Reentry Program Evaluation

Though, as posted yesterday, there are many instances in the media of programs that appear to be successful—and many are for singular reasons—the evidence as determined by rigorous evaluation has still not identified large scale and replicable programs that reduce recidivism at a statistical level high enough to be able to effectively challenge the current 60-70% national recidivism rate.

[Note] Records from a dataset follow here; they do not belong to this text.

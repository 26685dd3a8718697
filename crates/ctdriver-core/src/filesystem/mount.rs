//! Mount utilities for container filesystem setup.
//!
//! The `nix::Result` functions run inside the child's mount namespace; the
//! `prepare_*`/`resolve_*` helpers run on the host beforehand.

use std::ffi::OsString;
use std::io::ErrorKind;
use std::path::{Component, Path, PathBuf};

use ctdriver_common::error::{DriverError, Result};
use nix::mount::{MsFlags, mount};

/// Marks `/` recursively as a slave mount so that unmounts made inside this
/// namespace do not propagate back to the host.
///
/// # Errors
///
/// Returns the `mount(2)` errno.
pub fn make_root_rslave() -> nix::Result<()> {
    mount(
        None::<&str>,
        "/",
        None::<&str>,
        MsFlags::MS_REC | MsFlags::MS_SLAVE,
        None::<&str>,
    )
}

/// Creates a recursive bind mount from `source` to `target`, remounting it
/// read-only unless `writable`.
///
/// # Errors
///
/// Returns the `mount(2)` errno of the failing step.
pub fn bind_mount(source: &Path, target: &Path, writable: bool) -> nix::Result<()> {
    mount(
        Some(source),
        target,
        None::<&str>,
        MsFlags::MS_BIND | MsFlags::MS_REC,
        None::<&str>,
    )?;
    if !writable {
        mount(
            None::<&str>,
            target,
            None::<&str>,
            MsFlags::MS_BIND | MsFlags::MS_REMOUNT | MsFlags::MS_RDONLY | MsFlags::MS_REC,
            None::<&str>,
        )?;
    }
    Ok(())
}

/// Stops mount events under `target` from propagating to or from peers.
///
/// # Errors
///
/// Returns the `mount(2)` errno.
pub fn make_private(target: &Path) -> nix::Result<()> {
    mount(
        None::<&str>,
        target,
        None::<&str>,
        MsFlags::MS_REC | MsFlags::MS_PRIVATE,
        None::<&str>,
    )
}

/// Mounts a fresh `proc` filesystem at `target`.
///
/// # Errors
///
/// Returns the `mount(2)` errno.
pub fn mount_proc(target: &Path) -> nix::Result<()> {
    mount(
        Some("proc"),
        target,
        Some("proc"),
        MsFlags::MS_NOSUID | MsFlags::MS_NODEV | MsFlags::MS_NOEXEC,
        None::<&str>,
    )
}

/// Symlinks followed while resolving one destination before giving up.
const MAX_SYMLINK_FOLLOWS: u32 = 40;

/// One pending step of a destination walk.
enum Step {
    Root,
    Up,
    Name(OsString),
}

impl Step {
    fn from_component(component: Component<'_>) -> Option<Self> {
        match component {
            Component::RootDir => Some(Self::Root),
            Component::ParentDir => Some(Self::Up),
            Component::Normal(part) => Some(Self::Name(part.to_os_string())),
            Component::CurDir | Component::Prefix(_) => None,
        }
    }
}

/// Resolves an in-container destination against the container root.
///
/// Symlinks met on the way are followed as the container would see them:
/// absolute links restart at `rootfs` and `..` never climbs above it, so
/// the result always lies under `rootfs`.
///
/// # Errors
///
/// Returns a configuration error if the destination is relative, climbs
/// out of the root with `..` or loops through symlinks.
pub fn resolve_target(rootfs: &Path, destination: &Path) -> Result<PathBuf> {
    if !destination.is_absolute() {
        return Err(DriverError::Config {
            message: format!("mount destination must be absolute: {}", destination.display()),
        });
    }
    let escapes = || DriverError::Config {
        message: format!("mount destination escapes root: {}", destination.display()),
    };

    let mut pending: Vec<Step> = Vec::new();
    for component in destination.components().rev() {
        match component {
            Component::ParentDir | Component::Prefix(_) => return Err(escapes()),
            other => pending.extend(Step::from_component(other)),
        }
    }

    let mut resolved = PathBuf::new();
    let mut follows = 0;
    while let Some(step) = pending.pop() {
        let part = match step {
            Step::Name(part) => part,
            Step::Up => {
                let _ = resolved.pop();
                continue;
            }
            Step::Root => {
                resolved = PathBuf::new();
                continue;
            }
        };

        let host = rootfs.join(&resolved).join(&part);
        let is_link = std::fs::symlink_metadata(&host).is_ok_and(|m| m.file_type().is_symlink());
        if !is_link {
            resolved.push(part);
            continue;
        }

        follows += 1;
        if follows > MAX_SYMLINK_FOLLOWS {
            return Err(DriverError::Config {
                message: format!("too many symlinks in mount destination: {}", destination.display()),
            });
        }
        let link = std::fs::read_link(&host).map_err(|e| DriverError::io(&host, e))?;
        tracing::trace!(link = %host.display(), to = %link.display(), "following rootfs symlink");
        pending.extend(link.components().rev().filter_map(Step::from_component));
    }
    Ok(rootfs.join(resolved))
}

/// Creates the mount point for `source` at `target`: a directory for
/// directory sources, an empty file for anything else.
///
/// Returns the paths it had to create, parents first, so that they can be
/// removed with [`remove_mount_points`] once the container is gone.
///
/// # Errors
///
/// Returns an error if the source cannot be inspected or the mount point
/// cannot be created.
pub fn prepare_target(source: &Path, target: &Path) -> Result<Vec<PathBuf>> {
    let metadata = std::fs::metadata(source).map_err(|e| DriverError::io(source, e))?;
    let mut created = Vec::new();
    if metadata.is_dir() {
        create_missing_dirs(target, &mut created)?;
        return Ok(created);
    }

    if let Some(parent) = target.parent() {
        create_missing_dirs(parent, &mut created)?;
    }
    match std::fs::OpenOptions::new()
        .write(true)
        .create_new(true)
        .open(target)
    {
        Ok(_) => created.push(target.to_path_buf()),
        Err(e) if e.kind() == ErrorKind::AlreadyExists => {}
        Err(e) => return Err(DriverError::io(target, e)),
    }
    tracing::debug!(
        source = %source.display(),
        target = %target.display(),
        created = created.len(),
        "mount target prepared"
    );
    Ok(created)
}

/// Creates `dir` and its missing ancestors, recording each one created.
///
/// # Errors
///
/// Returns an error if a directory cannot be created.
pub fn create_missing_dirs(dir: &Path, created: &mut Vec<PathBuf>) -> Result<()> {
    let missing: Vec<&Path> = dir
        .ancestors()
        .take_while(|p| !p.as_os_str().is_empty() && std::fs::symlink_metadata(p).is_err())
        .collect();
    for path in missing.into_iter().rev() {
        match std::fs::create_dir(path) {
            Ok(()) => created.push(path.to_path_buf()),
            Err(e) if e.kind() == ErrorKind::AlreadyExists => {}
            Err(e) => return Err(DriverError::io(path, e)),
        }
    }
    Ok(())
}

/// Removes mount points recorded by [`prepare_target`], newest first.
/// Directories are only removed when empty; failures are logged.
pub fn remove_mount_points(created: &[PathBuf]) {
    for path in created.iter().rev() {
        let removed = match std::fs::symlink_metadata(path) {
            Ok(meta) if meta.is_dir() => std::fs::remove_dir(path),
            Ok(_) => std::fs::remove_file(path),
            Err(e) => Err(e),
        };
        match removed {
            Ok(()) => tracing::debug!(path = %path.display(), "mount point removed"),
            Err(e) if e.kind() == ErrorKind::NotFound => {}
            Err(e) => tracing::warn!(path = %path.display(), error = %e, "mount point left behind"),
        }
    }
}

#[cfg(test)]
mod tests {
    use super::*;

    #[test]
    fn resolve_target_joins_under_root() {
        let target = resolve_target(Path::new("/rootfs"), Path::new("/etc/hosts")).expect("resolve");
        assert_eq!(target, PathBuf::from("/rootfs/etc/hosts"));
    }

    #[test]
    fn resolve_target_rejects_escapes_and_relative_paths() {
        assert!(resolve_target(Path::new("/rootfs"), Path::new("/../etc")).is_err());
        assert!(resolve_target(Path::new("/rootfs"), Path::new("etc/hosts")).is_err());
    }

    #[test]
    fn prepare_target_creates_directory_for_directory_source() {
        let dir = tempfile::tempdir().expect("tempdir");
        let source = dir.path().join("data");
        std::fs::create_dir(&source).expect("mkdir");
        std::fs::create_dir(dir.path().join("rootfs")).expect("mkdir rootfs");
        let target = dir.path().join("rootfs/mnt/data");

        let created = prepare_target(&source, &target).expect("prepare");
        assert!(target.is_dir());
        assert_eq!(created, vec![dir.path().join("rootfs/mnt"), target]);
    }

    #[test]
    fn prepare_target_creates_file_for_file_source() {
        let dir = tempfile::tempdir().expect("tempdir");
        let source = dir.path().join("config.env");
        std::fs::write(&source, "[]").expect("write");
        std::fs::create_dir(dir.path().join("rootfs")).expect("mkdir rootfs");
        let target = dir.path().join("rootfs/.ctenv");

        let created = prepare_target(&source, &target).expect("prepare");
        assert!(target.is_file());
        assert_eq!(std::fs::read_to_string(&target).expect("read"), "");
        assert_eq!(created, vec![target.clone()]);

        assert!(prepare_target(&source, &target).expect("again").is_empty());
    }

    #[test]
    fn prepare_target_fails_for_missing_source() {
        let dir = tempfile::tempdir().expect("tempdir");
        let err = prepare_target(&dir.path().join("nope"), &dir.path().join("t")).unwrap_err();
        assert!(matches!(err, DriverError::Io { .. }));
    }

    #[test]
    fn created_mount_points_are_removed_newest_first() {
        let dir = tempfile::tempdir().expect("tempdir");
        let source = dir.path().join("console");
        std::fs::write(&source, "").expect("write");
        let rootfs = dir.path().join("rootfs");
        std::fs::create_dir_all(rootfs.join("etc")).expect("mkdir");
        std::fs::write(rootfs.join("etc/hosts"), "127.0.0.1 localhost\n").expect("write");

        let mut created = prepare_target(&source, &rootfs.join("dev/console")).expect("console");
        created.extend(prepare_target(&source, &rootfs.join("etc/hosts")).expect("hosts"));
        assert_eq!(created, vec![rootfs.join("dev"), rootfs.join("dev/console")]);

        remove_mount_points(&created);
        assert!(!rootfs.join("dev").exists());
        assert!(rootfs.join("etc/hosts").is_file());
    }

    #[test]
    fn non_empty_created_directory_is_kept() {
        let dir = tempfile::tempdir().expect("tempdir");
        let source = dir.path().join("data");
        std::fs::create_dir(&source).expect("mkdir");
        let target = dir.path().join("mnt");

        let created = prepare_target(&source, &target).expect("prepare");
        std::fs::write(target.join("keep"), "x").expect("write");
        remove_mount_points(&created);
        assert!(target.join("keep").is_file());
    }

    #[test]
    fn absolute_symlink_resolves_inside_root() {
        let dir = tempfile::tempdir().expect("tempdir");
        let host = dir.path().join("host");
        std::fs::create_dir(&host).expect("mkdir host");
        let rootfs = dir.path().join("rootfs");
        std::fs::create_dir(&rootfs).expect("mkdir rootfs");
        std::os::unix::fs::symlink(&host, rootfs.join("data")).expect("symlink");

        let target = resolve_target(&rootfs, Path::new("/data/planted")).expect("resolve");
        assert!(target.starts_with(&rootfs), "{}", target.display());
        let relative = host.strip_prefix("/").expect("absolute host dir");
        assert_eq!(target, rootfs.join(relative).join("planted"));

        let source = dir.path().join("src");
        std::fs::create_dir(&source).expect("mkdir src");
        let _created = prepare_target(&source, &target).expect("prepare");
        assert!(!host.join("planted").exists());
    }

    #[test]
    fn relative_symlinks_are_clamped_at_root() {
        let dir = tempfile::tempdir().expect("tempdir");
        let rootfs = dir.path().join("rootfs");
        std::fs::create_dir_all(rootfs.join("usr/lib")).expect("mkdir");
        std::os::unix::fs::symlink("usr/lib", rootfs.join("lib")).expect("symlink lib");
        std::os::unix::fs::symlink("../../../..", rootfs.join("usr/up")).expect("symlink up");

        assert_eq!(
            resolve_target(&rootfs, Path::new("/lib/x")).expect("lib"),
            rootfs.join("usr/lib/x")
        );
        assert_eq!(
            resolve_target(&rootfs, Path::new("/usr/up/etc")).expect("up"),
            rootfs.join("etc")
        );
    }

    #[test]
    fn symlink_loops_are_rejected() {
        let dir = tempfile::tempdir().expect("tempdir");
        let rootfs = dir.path();
        std::os::unix::fs::symlink("/b", rootfs.join("a")).expect("symlink a");
        std::os::unix::fs::symlink("/a", rootfs.join("b")).expect("symlink b");

        let err = resolve_target(rootfs, Path::new("/a/x")).unwrap_err();
        assert!(matches!(err, DriverError::Config { .. }));
    }
}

Rigorous evaluation is the key, and James Q. Wilson describes the four things needed (the fifth, an independent third party evaluator, though not mentioned, is understood as necessary within the evaluation profession) in the text he edited with Joan Petersilia, Crime: Public Policies for Crime Control.

An excerpt.

“There are hundreds, perhaps thousands, of crime-prevention programs under way. Many may work (and, of course, all their leaders think they work). But which actually work can only be determined by a rigorous evaluation. Not many have been evaluated in this way. A rigorous evaluation requires four things to be done: First, people must be assigned randomly to either the prevention program or a control group. Random assignment virtually eliminates the chance that those in the program will differ in some unknown way from those not in it. Random assignment is better than trying to match people in the two because we probably will not know (or even be able to observe) all the ways by which they should be matched. Second, the prevention must actually be applied. Sometimes people are enrolled in a program but do not in fact get the planned treatment. Third, the positive benefit, if any, of the program must last for at least one year after the program ends. It is not hard to change people while they are in a program; what is difficult is to make the change last afterward. Fourth, if the program produces a positive effect (that is, people in it are less likely to commit crimes that similar ones not in it), that program should be evaluated again in a different location. Some programs will work once because they are run by exceptional people or in a community that facilitates its success; the critical test is to see if they will run when tried elsewhere using different people. (p. 553)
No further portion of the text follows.